What to produce
The required output is the exact sequence of lines from the line holding "could not be" to the end of the records, inclusive.

━━━━━ Records shown

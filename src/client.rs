use std::io::ErrorKind;
use std::path::{Path, PathBuf};

use anyhow::{anyhow, Context, Result};
use async_trait::async_trait;
use bytes::Bytes;
use reqwest::multipart::{Form, Part};
use reqwest::Client;
use serde::Deserialize;
use url::Url;

use crate::presets::SocialFormat;
use crate::selector::{FormatSelector, ImageFetcher, RenderRequest, SaveTarget};

#[derive(Deserialize)]
struct UploadReply {
    #[serde(rename = "publicId")]
    public_id: String,
}

#[derive(Deserialize)]
struct ErrorReply {
    error: String,
}

#[derive(Debug, Deserialize)]
pub struct RenderingInfo {
    pub url: String,
    pub width: u32,
    pub height: u32,
    #[serde(rename = "aspectRatio")]
    pub aspect_ratio: String,
}

/// Talks to a running proxy the same way the browser page does.
pub struct ProxyClient {
    client: Client,
    base: Url,
}

impl ProxyClient {
    pub fn new(server: &str) -> Result<Self> {
        let mut base =
            Url::parse(server).with_context(|| format!("Invalid server url {:?}", server))?;
        // Endpoints are joined relative to the base, keep any path prefix.
        if !base.path().ends_with('/') {
            let path = format!("{}/", base.path());
            base.set_path(&path);
        }
        let client = Client::builder()
            .build()
            .context("Error building reqwest client")?;

        Ok(Self { client, base })
    }

    fn endpoint(&self, path: &str) -> Result<Url> {
        self.base
            .join(path)
            .with_context(|| format!("Cannot join {:?} onto {}", path, self.base))
    }

    /// Uploads the file through the proxy and returns the identifier it
    /// was stored under.
    pub async fn upload(&self, file: &Path) -> Result<String> {
        let data = tokio::fs::read(file)
            .await
            .with_context(|| format!("Failed to read {:?}", file))?;

        let file_name = file
            .file_name()
            .map(|name| name.to_string_lossy().into_owned())
            .unwrap_or_else(|| "upload".to_string());
        let part = Part::bytes(data)
            .file_name(file_name)
            .mime_str(guess_mime(file).as_ref())?;

        let res = self
            .client
            .post(self.endpoint("api/image-upload")?)
            .multipart(Form::new().part("file", part))
            .send()
            .await
            .context("Error sending upload to proxy")?;

        if !res.status().is_success() {
            return Err(reply_error(res).await);
        }

        let reply: UploadReply = res.json().await.context("Invalid upload reply")?;
        Ok(reply.public_id)
    }

    pub async fn rendering(&self, public_id: &str, preset: SocialFormat) -> Result<RenderingInfo> {
        let mut url = self.endpoint("api/transform")?;
        url.query_pairs_mut()
            .append_pair("publicId", public_id)
            .append_pair("preset", preset.label());

        let res = self
            .client
            .get(url)
            .send()
            .await
            .context("Error requesting rendering from proxy")?;

        if !res.status().is_success() {
            return Err(reply_error(res).await);
        }

        Ok(res.json().await.context("Invalid rendering reply")?)
    }

    /// Resolves the rendering url of a request and loads it, marking it as
    /// displayed on the selector once loaded.
    pub async fn load(&self, selector: &mut FormatSelector, request: RenderRequest) -> Result<()> {
        let loaded = async {
            let info = self.rendering(&request.public_id, request.preset).await?;
            debug!(
                width = info.width,
                height = info.height,
                aspect_ratio = %info.aspect_ratio,
                "Loading rendering @ {}",
                &info.url
            );
            self.fetch(&info.url).await?;
            Ok::<_, anyhow::Error>(info.url)
        }
        .await;

        match loaded {
            Ok(url) => {
                selector.render_loaded(request.seq, url);
                Ok(())
            },
            Err(e) => {
                selector.render_failed(request.seq, &e);
                Err(e)
            },
        }
    }
}

#[async_trait]
impl ImageFetcher for ProxyClient {
    async fn fetch(&self, url: &str) -> Result<Bytes> {
        let res = self
            .client
            .get(url)
            .send()
            .await
            .with_context(|| format!("Error fetching {}", url))?
            .error_for_status()?;

        Ok(res.bytes().await?)
    }
}

/// Saves downloads into a local directory.
pub struct DirectoryTarget {
    directory: PathBuf,
}

impl DirectoryTarget {
    pub fn new(dir: PathBuf) -> Self {
        Self { directory: dir }
    }
}

#[async_trait]
impl SaveTarget for DirectoryTarget {
    async fn save(&self, file_name: &str, data: Bytes) -> Result<PathBuf> {
        let path = self.directory.join(file_name);

        debug!("Saving download @ {:?}", &path);
        match tokio::fs::write(&path, &data).await {
            Ok(()) => Ok(path),
            Err(ref e) if e.kind() == ErrorKind::NotFound => {
                tokio::fs::create_dir_all(&self.directory).await?;
                tokio::fs::write(&path, data).await?;
                Ok(path)
            },
            Err(other) => Err(other.into()),
        }
    }
}

/// Runs the whole converter flow for a single file.
///
/// Uploads the file, renders it with the given preset and downloads
/// the rendering into the target.
pub async fn convert(
    client: &ProxyClient,
    file: &Path,
    preset: SocialFormat,
    target: &DirectoryTarget,
) -> Result<PathBuf> {
    let mut selector = FormatSelector::new(SocialFormat::default());

    let ticket = selector.begin_upload();
    let uploaded = client.upload(file).await;
    let mut request = match selector.finish_upload(ticket, uploaded) {
        Some(request) => request,
        None => {
            let reason = selector.last_error().unwrap_or("upload failed");
            return Err(anyhow!(reason.to_string()));
        },
    };
    info!(public_id = ?selector.public_id(), "Image uploaded");

    if preset != selector.preset() {
        if let Some(superseding) = selector.select_preset(preset) {
            request = superseding;
        }
    }

    client.load(&mut selector, request).await?;
    if let Some(displayed) = selector.displayed() {
        debug!(state = ?selector.state(), preset = displayed.preset.label(), "Rendering loaded");
    }

    selector
        .download(client, target)
        .await?
        .ok_or_else(|| anyhow!("No rendering to download"))
}

async fn reply_error(res: reqwest::Response) -> anyhow::Error {
    let status = res.status();
    match res.json::<ErrorReply>().await {
        Ok(reply) => anyhow!("proxy responded with {}: {}", status, reply.error),
        Err(_) => anyhow!("proxy responded with {}", status),
    }
}

fn guess_mime(file: &Path) -> mime::Mime {
    let ext = file
        .extension()
        .and_then(|ext| ext.to_str())
        .map(|ext| ext.to_ascii_lowercase());

    match ext.as_deref() {
        Some("jpg") | Some("jpeg") => mime::IMAGE_JPEG,
        Some("png") => mime::IMAGE_PNG,
        Some("gif") => mime::IMAGE_GIF,
        Some("webp") => "image/webp".parse().unwrap_or(mime::APPLICATION_OCTET_STREAM),
        _ => mime::APPLICATION_OCTET_STREAM,
    }
}
use async_trait::async_trait;
use bytes::Bytes;
use thiserror::Error;

pub mod cloudinary;
mod delivery;

pub use delivery::Transformation;

/// A file received by the proxy, ready to be handed to the provider.
#[derive(Debug, Clone)]
pub struct UploadFile {
    pub file_name: Option<String>,
    pub content_type: mime::Mime,
    pub data: Bytes,
}

/// The provider's view of a stored asset.
#[derive(Debug, Clone, PartialEq, Eq)]
pub struct UploadedAsset {
    pub public_id: String,
}

#[derive(Debug, Error)]
pub enum UploadError {
    #[error("provider rejected the account credentials: {0}")]
    Unauthorized(String),

    #[error("provider rejected the file as too large: {0}")]
    PayloadTooLarge(String),

    #[error("provider rejected the upload with status {status}: {message}")]
    Rejected { status: u16, message: String },

    #[error("file could not be prepared for upload: {0}")]
    InvalidFile(String),

    #[error("failed to reach the provider: {0}")]
    Transport(#[from] reqwest::Error),

    #[error("provider returned an unreadable response: {0}")]
    MalformedResponse(String),

    #[error("provider response did not contain an asset identifier")]
    MissingIdentifier,
}

impl UploadError {
    /// A short, stable name for the failure, used in logs.
    pub fn kind(&self) -> &'static str {
        match self {
            Self::Unauthorized(_) => "unauthorized",
            Self::PayloadTooLarge(_) => "payload_too_large",
            Self::Rejected { .. } => "rejected",
            Self::InvalidFile(_) => "invalid_file",
            Self::Transport(_) => "transport",
            Self::MalformedResponse(_) => "malformed_response",
            Self::MissingIdentifier => "missing_identifier",
        }
    }
}

/// The hosted image service uploads are delegated to.
///
/// The service owns storage, transformation and delivery. We only
/// ever ask it to store a file and to tell us where a rendering lives.
#[async_trait]
pub trait ImageService: Sync + Send + 'static {
    async fn upload(&self, folder: &str, file: UploadFile) -> Result<UploadedAsset, UploadError>;

    fn rendering_url(&self, public_id: &str, transformation: &Transformation) -> String;
}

━━━━━━━━━━

Solution for this task
    #[error("file could not be prepared for upload: {0}")]
    InvalidFile(String),

    #[error("failed to reach the provider: {0}")]
    Transport(#[from] reqwest::Error),

    #[error("provider returned an unreadable response: {0}")]
    MalformedResponse(String),

    #[error("provider response did not contain an asset identifier")]
    MissingIdentifier,
}

impl UploadError {
    /// A short, stable name for the failure, used in logs.
    pub fn kind(&self) -> &'static str {
        match self {
            Self::Unauthorized(_) => "unauthorized",
            Self::PayloadTooLarge(_) => "payload_too_large",
            Self::Rejected { .. } => "rejected",
            Self::InvalidFile(_) => "invalid_file",
            Self::Transport(_) => "transport",
            Self::MalformedResponse(_) => "malformed_response",
            Self::MissingIdentifier => "missing_identifier",
        }
    }
}

/// The hosted image service uploads are delegated to.
///
/// The service owns storage, transformation and delivery. We only
/// ever ask it to store a file and to tell us where a rendering lives.
#[async_trait]
pub trait ImageService: Sync + Send + 'static {
    async fn upload(&self, folder: &str, file: UploadFile) -> Result<UploadedAsset, UploadError>;

    fn rendering_url(&self, public_id: &str, transformation: &Transformation) -> String;
}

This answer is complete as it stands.